Los mitos han suscitado diversas lecturas en el tiempo. Valores y sistemas de pensamiento cambiantes ofrecen distintos significados a narraciones invariables (o casi). Porque, aunque no se modifique lo sustancial del relato, los ojos que lo leen cargan filtros diversos. Las percepciones y el sentido de los mitos también generan su uso instrumental. En ello radica también buena parte de su poder de atracción. No son sólo cuentos de un pasado remoto, sino advertencias pertinentes para el presente.

Así, nos dice Martínez Leyva, “el canto de las sirenas se utiliza como metáfora para describir situaciones en las que las personas son atraídas de manera irresistible por algo que tarde o temprano las perjudica”. Y sobre la figura de Narciso, “la vanidad extrema que padecen algunos políticos es la fascinante tonada que los conduce a obsesionarse con su popularidad. El Narciso populista sucumbe a la contemplación de su imagen reflejada en el espejo de la aceptación popular”. Por su parte, el chivo expiatorio se usa “para referirse a la persona que ha sido escogida para ser culpada por un acto reprobable cometido por otro. Hacia esa persona se canalizan o dirigen los sentimientos de venganza y castigo, atribuyéndole las cosas que han salido mal, las tragedias y desastres”. Y los ejemplos pueden multiplicarse y en el libro se multiplican.
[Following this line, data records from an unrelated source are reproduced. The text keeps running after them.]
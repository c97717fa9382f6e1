//! Database models for authentication
//!
//! This module defines the records the auth subsystem reads and writes:
//! - User: credential identity (password and/or Google account)
//! - RefreshTokenRecord: persisted state of an issued refresh token
//!
//! These map to the `users` and `refresh_tokens` PostgreSQL tables.

use super::google::ExternalIdentity;
use chrono::{DateTime, Utc};
use serde::{Deserialize, Serialize};
use utoipa::ToSchema;
use uuid::Uuid;

/// Role granted to every new account
pub const DEFAULT_ROLE: &str = "user";

/// Role allowed to revoke other users' sessions
pub const ADMIN_ROLE: &str = "admin";

/// User account model
#[derive(Debug, Clone, Serialize, Deserialize, sqlx::FromRow)]
pub struct User {
    /// Unique user identifier
    pub id: Uuid,

    /// Normalized (trimmed, lowercase) email address
    pub email: String,

    /// Argon2id PHC string; absent for accounts created through Google
    #[serde(skip_serializing)]
    pub password_hash: Option<String>,

    pub display_name: String,

    #[serde(skip_serializing_if = "Option::is_none")]
    pub photo_url: Option<String>,

    /// Google subject id
    #[serde(skip_serializing_if = "Option::is_none")]
    pub google_id: Option<String>,

    pub roles: Vec<String>,

    pub is_active: bool,

    #[serde(skip_serializing_if = "Option::is_none")]
    pub last_login_at: Option<DateTime<Utc>>,

    pub created_at: DateTime<Utc>,

    pub updated_at: DateTime<Utc>,
}

impl User {
    /// Create a password account
    pub fn new_local(email: String, password_hash: String, display_name: String) -> Self {
        let now = Utc::now();
        Self {
            id: Uuid::new_v4(),
            email,
            password_hash: Some(password_hash),
            display_name,
            photo_url: None,
            google_id: None,
            roles: vec![DEFAULT_ROLE.to_string()],
            is_active: true,
            last_login_at: None,
            created_at: now,
            updated_at: now,
        }
    }

    /// Create an account from a verified Google identity
    pub fn new_external(identity: &ExternalIdentity) -> Self {
        let now = Utc::now();
        let email = normalize_email(&identity.email);
        let display_name = identity
            .display_name
            .clone()
            .unwrap_or_else(|| email.split('@').next().unwrap_or_default().to_string());

        Self {
            id: Uuid::new_v4(),
            email,
            password_hash: None,
            display_name,
            photo_url: identity.avatar_url.clone(),
            google_id: Some(identity.subject.clone()),
            roles: vec![DEFAULT_ROLE.to_string()],
            is_active: true,
            last_login_at: None,
            created_at: now,
            updated_at: now,
        }
    }

    pub fn has_role(&self, role: &str) -> bool {
        self.roles.iter().any(|r| r == role)
    }

    /// Convert user to public representation (without sensitive fields)
    pub fn to_info(&self) -> UserInfo {
        UserInfo {
            id: self.id,
            email: self.email.clone(),
            display_name: self.display_name.clone(),
            photo_url: self.photo_url.clone(),
            roles: self.roles.clone(),
            created_at: self.created_at,
        }
    }
}

/// Public user representation (safe for API responses)
#[derive(Debug, Clone, Serialize, Deserialize, ToSchema)]
pub struct UserInfo {
    pub id: Uuid,
    pub email: String,
    pub display_name: String,
    #[serde(skip_serializing_if = "Option::is_none")]
    pub photo_url: Option<String>,
    pub roles: Vec<String>,
    pub created_at: DateTime<Utc>,
}

/// Trim and lowercase an email address
pub fn normalize_email(email: &str) -> String {
    email.trim().to_lowercase()
}

/// Persisted refresh token state
///
/// Joined to the token by `token_id` (the JWT `jti`). A record only ever
/// moves from active to revoked; `replaced_by` is set when a rotation
/// revoked it.
#[derive(Debug, Clone, PartialEq, Eq, Serialize, Deserialize, sqlx::FromRow)]
pub struct RefreshTokenRecord {
    pub id: Uuid,

    pub user_id: Uuid,

    /// JWT ID of the refresh token (unique)
    pub token_id: String,

    pub issued_at: DateTime<Utc>,

    /// Equal to the token's `exp` claim
    pub expires_at: DateTime<Utc>,

    pub revoked: bool,

    /// `jti` of the token issued in the rotation that revoked this one
    #[serde(skip_serializing_if = "Option::is_none")]
    pub replaced_by: Option<String>,

    #[serde(skip_serializing_if = "Option::is_none")]
    pub user_agent: Option<String>,

    #[serde(skip_serializing_if = "Option::is_none")]
    pub ip_address: Option<String>,

    pub created_at: DateTime<Utc>,

    pub updated_at: DateTime<Utc>,
}

impl RefreshTokenRecord {
    /// Create an active record
    ///
    /// # Arguments
    ///
    /// * `user_id` - Owner of the token
    /// * `token_id` - The token's `jti`
    /// * `issued_at` - The token's `iat`
    /// * `expires_at` - The token's `exp`
    /// * `user_agent` - Client user agent (optional)
    /// * `ip_address` - Client IP address (optional)
    pub fn new(
        user_id: Uuid,
        token_id: String,
        issued_at: DateTime<Utc>,
        expires_at: DateTime<Utc>,
        user_agent: Option<String>,
        ip_address: Option<String>,
    ) -> Self {
        let now = Utc::now();
        Self {
            id: Uuid::new_v4(),
            user_id,
            token_id,
            issued_at,
            expires_at,
            revoked: false,
            replaced_by: None,
            user_agent,
            ip_address,
            created_at: now,
            updated_at: now,
        }
    }

    /// Check if the token is expired at `now`
    pub fn is_expired_at(&self, now: DateTime<Utc>) -> bool {
        now >= self.expires_at
    }

    /// Check if the token is valid at `now` (not expired and not revoked)
    pub fn is_valid_at(&self, now: DateTime<Utc>) -> bool {
        !self.revoked && !self.is_expired_at(now)
    }

    pub fn is_expired(&self) -> bool {
        self.is_expired_at(Utc::now())
    }

    pub fn is_valid(&self) -> bool {
        self.is_valid_at(Utc::now())
    }

    /// Revoked by a rotation rather than by logout or revoke-all
    pub fn is_rotated(&self) -> bool {
        self.revoked && self.replaced_by.is_some()
    }
}

#[cfg(test)]
mod tests {
    use super::*;
    use chrono::Duration;

    fn record(expires_in: Duration) -> RefreshTokenRecord {
        let now = Utc::now();
        RefreshTokenRecord::new(
            Uuid::new_v4(),
            Uuid::new_v4().to_string(),
            now,
            now + expires_in,
            Some("test-agent".to_string()),
            Some("127.0.0.1".to_string()),
        )
    }

    #[test]
    fn test_local_user_defaults() {
        let user = User::new_local(
            "alice@example.com".to_string(),
            "$argon2id$...".to_string(),
            "Alice".to_string(),
        );

        assert!(user.is_active);
        assert_eq!(user.roles, vec!["user"]);
        assert!(user.has_role(DEFAULT_ROLE));
        assert!(!user.has_role(ADMIN_ROLE));
        assert!(user.google_id.is_none());
    }

    #[test]
    fn test_external_user() {
        let identity = ExternalIdentity {
            subject: "google-sub-1".to_string(),
            email: " Bob@Example.COM ".to_string(),
            display_name: None,
            avatar_url: Some("https://example.com/bob.png".to_string()),
        };

        let user = User::new_external(&identity);
        assert_eq!(user.email, "bob@example.com");
        assert_eq!(user.display_name, "bob");
        assert_eq!(user.google_id.as_deref(), Some("google-sub-1"));
        assert!(user.password_hash.is_none());
    }

    #[test]
    fn test_user_serialization_hides_hash() {
        let user = User::new_local(
            "a@example.com".to_string(),
            "secret_hash".to_string(),
            "A".to_string(),
        );

        let json = serde_json::to_string(&user).unwrap();
        assert!(!json.contains("secret_hash"));

        let info = serde_json::to_string(&user.to_info()).unwrap();
        assert!(!info.contains("password"));
    }

    #[test]
    fn test_normalize_email() {
        assert_eq!(normalize_email("  Alice@Example.com\n"), "alice@example.com");
    }

    #[test]
    fn test_refresh_record_validity() {
        let now = Utc::now();
        let mut token = record(Duration::days(7));

        assert!(token.is_valid());
        assert!(!token.is_expired());
        assert!(!token.is_rotated());

        // Expired token
        token.expires_at = now - Duration::seconds(1);
        assert!(!token.is_valid());
        assert!(token.is_expired());

        // Boundary: expiry instant is no longer valid
        token.expires_at = now;
        assert!(!token.is_valid_at(now));

        // Revoked token
        token.expires_at = now + Duration::days(7);
        token.revoked = true;
        assert!(!token.is_valid());
        assert!(!token.is_rotated());

        token.replaced_by = Some("next".to_string());
        assert!(token.is_rotated());
    }
}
En fin, un libro también sabroso en el cual aparecen dioses y diosas, toros, laberintos, reyes y reinas, sirenas e hidras, cíclopes y centauros, tiranos y héroes, argonautas y los más diversos animales. Todos ellos envueltos en las elementales y permanentes pasiones: la ira, el odio, el amor, la compasión, las ansias de venganza, el deseo, la frustración, la piedad, el orgullo, la vanidad y súmele usted.